According to a draft prepared by the Ministry of Finance, the largest shares of the FY26 subsidy package will go to the power, fertiliser, and food sectors. Finance Adviser Dr Salehuddin Ahmed is scheduled to announce the national budget on 2 June.
Sources indicate that the total budget for FY26 will be approximately Tk 7,90,000 crore, as the interim administration aims to reduce the fiscal burden on the public by keeping the budget leaner.
Energy experts have cautiously welcomed the continuation of substantial subsidies, describing them as essential for safeguarding public welfare. Speaking to The New Nation, Professor Dr Ijaz Hossain emphasised the importance of addressing inefficiencies before allocating subsidies.
“The government must first address mismanagement and wastage of public funds in the energy sector. Strict measures are needed to reduce losses from capacity charges and system inefficiencies,” he stated.
Fellow energy expert Professor Badrul Imam echoed this sentiment, noting that energy affordability is critical for low-income households, farmers, and small industries. “For the welfare of the common people, especially those with lower incomes, maintaining reasonable energy subsidies is imperative,” he said.
The power sector is expected to receive the highest share of subsidies in FY26-around Tk 37,000 crore. This is slightly below the initial Tk 40,000 crore allocated for FY25 but significantly less than the revised figure of Tk 62,000 crore, which included the clearance of past arrears.
Power sector subsidies were just Tk 9,000 crore in FY2020-21, but have surged in recent years following the commissioning of numerous new power plants without decommissioning older units, resulting in underutilisation and high capacity payments. The global spike in fuel and LNG prices following the Ukraine war, along with the depreciation of the taka, has further driven up power generation costs.
While much of the backlog in dues has now been cleared, finance ministry officials warned that some liabilities may still carry into FY26. “If leftover arrears spill into the new fiscal year, the allocation may exceed Tk 37,000 crore,” said one official.
Professor Selim Raihan of Dhaka University called for a medium-term strategy to gradually reduce subsidies through enhanced efficiency, renegotiation of contracts, and a reduction in capacity charges. He also urged a review of decisions taken by the interim government over the past nine months.
Officials noted that the government has refrained from renewing contracts with older power plants, potentially easing future fiscal liabilities. Additionally, the anticipated full-scale operation of the Rooppur Nuclear Power Plant and the Matarbari coal-fired plant is expected to save around Tk 3,000 crore in subsidies in FY26.

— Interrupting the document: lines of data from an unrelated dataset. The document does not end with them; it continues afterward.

use crate::driver::{Locator, WaitPolicy};
use crate::error::{Result, ScrapeError};
use crate::menu::MenuVocabulary;
use crate::scrape::{Stage, Strategy};
use serde::{Deserialize, Serialize};
use std::path::{Path, PathBuf};
use std::time::Duration;

pub const DEFAULT_MENU_URL: &str = "https://www.queensu.ca/food/eat-now/todays-menu";

/// Ordered selection strategies for each stage
#[derive(Debug, Clone, PartialEq, Eq, Serialize, Deserialize)]
#[serde(default)]
pub struct StageStrategies {
    pub dining_hall: Vec<Strategy>,
    pub date: Vec<Strategy>,
    pub meal: Vec<Strategy>,
}

impl StageStrategies {
    pub fn for_stage(&self, stage: Stage) -> &[Strategy] {
        match stage {
            Stage::DiningHall => &self.dining_hall,
            Stage::Date => &self.date,
            Stage::Meal => &self.meal,
        }
    }
}

impl Default for StageStrategies {
    fn default() -> Self {
        Self {
            dining_hall: Strategy::defaults_for(Stage::DiningHall),
            date: Strategy::defaults_for(Stage::Date),
            meal: Strategy::defaults_for(Stage::Meal),
        }
    }
}

/// Everything site-specific about a scrape.
///
/// Every field has a default, so a TOML file only needs the keys it changes:
///
/// ```toml
/// url = "https://example.edu/menu"
///
/// [wait]
/// timeout_ms = 20000
/// poll_interval_ms = 500
///
/// [vocabulary]
/// express_markers = ["grab and go"]
/// ```
#[derive(Debug, Clone, PartialEq, Eq, Serialize, Deserialize)]
#[serde(default)]
pub struct ScrapeConfig {
    /// Menu page URL
    pub url: String,

    /// Polling policy for the anchor, selections and menu content
    pub wait: WaitPolicy,

    /// Shorter policy for the optional cookie banner
    pub cookie_wait: WaitPolicy,

    /// Element that must appear for the page to count as loaded
    pub anchor: Option<Locator>,

    /// Cookie consent overlay, dismissed when present
    pub cookie_banner: Option<Locator>,

    /// Accept controls tried in order on the cookie overlay
    pub cookie_accept: Vec<Locator>,

    pub strategies: StageStrategies,

    pub vocabulary: MenuVocabulary,

    /// Directory for diagnostic screenshots, none taken when unset
    pub screenshot_dir: Option<PathBuf>,
}

impl Default for ScrapeConfig {
    fn default() -> Self {
        Self {
            url: DEFAULT_MENU_URL.to_string(),
            wait: WaitPolicy::default(),
            cookie_wait: WaitPolicy::new(Duration::from_secs(10), Duration::from_millis(250)),
            anchor: Some(Locator::css(".menu-filter")),
            cookie_banner: Some(Locator::id("QUURcookieDisclosureDiv")),
            cookie_accept: vec![
                Locator::css_with_text("button", "Accept"),
                Locator::css_with_text("button", "Agree"),
                Locator::attribute("aria-label", "accept"),
            ],
            strategies: StageStrategies::default(),
            vocabulary: MenuVocabulary::default(),
            screenshot_dir: None,
        }
    }
}

impl ScrapeConfig {
    pub fn from_toml_str(content: &str) -> Result<Self> {
        let config: Self = toml::from_str(content).map_err(|e| ScrapeError::InvalidConfig(e.to_string()))?;
        config.validate()?;
        Ok(config)
    }

    pub fn from_toml_file(path: impl AsRef<Path>) -> Result<Self> {
        let path = path.as_ref();
        let content = std::fs::read_to_string(path)
            .map_err(|e| ScrapeError::InvalidConfig(format!("Failed to read {}: {}", path.display(), e)))?;
        Self::from_toml_str(&content)
    }

    /// Builder method: set the menu URL
    pub fn with_url(mut self, url: impl Into<String>) -> Self {
        self.url = url.into();
        self
    }

    /// Builder method: use one polling policy for every wait
    pub fn with_wait(mut self, wait: WaitPolicy) -> Self {
        self.wait = wait;
        self.cookie_wait = wait;
        self
    }

    /// Builder method: set the screenshot directory
    pub fn with_screenshot_dir(mut self, dir: impl Into<PathBuf>) -> Self {
        self.screenshot_dir = Some(dir.into());
        self
    }

    pub fn validate(&self) -> Result<()> {
        if self.url.trim().is_empty() {
            return Err(ScrapeError::InvalidConfig("url must not be empty".to_string()));
        }

        for (name, policy) in [("wait", &self.wait), ("cookie_wait", &self.cookie_wait)] {
            if policy.timeout_ms == 0 || policy.poll_interval_ms == 0 {
                return Err(ScrapeError::InvalidConfig(format!("{} needs a non-zero timeout and poll interval", name)));
            }
        }

        for stage in [Stage::DiningHall, Stage::Date, Stage::Meal] {
            if self.strategies.for_stage(stage).is_empty() {
                return Err(ScrapeError::InvalidConfig(format!("no selection strategies for {}", stage)));
            }
        }

        Ok(())
    }
}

Meanwhile, LNG import subsidies are projected to rise from Tk 6,000 crore in FY25 to Tk 9,000 crore in FY26. According to Petrobangla, the current gap between the purchase and sale price of LNG stands at Tk 17,676 per unit, with Tk 6,500 crore of that gap subsidised by the government. The power sector was allocated Tk 35,000 crore in subsidies for FY2023-24. Prior to FY2021-22, annual subsidies in the sector typically ranged between Tk 7,000 crore and Tk 9,000 crore.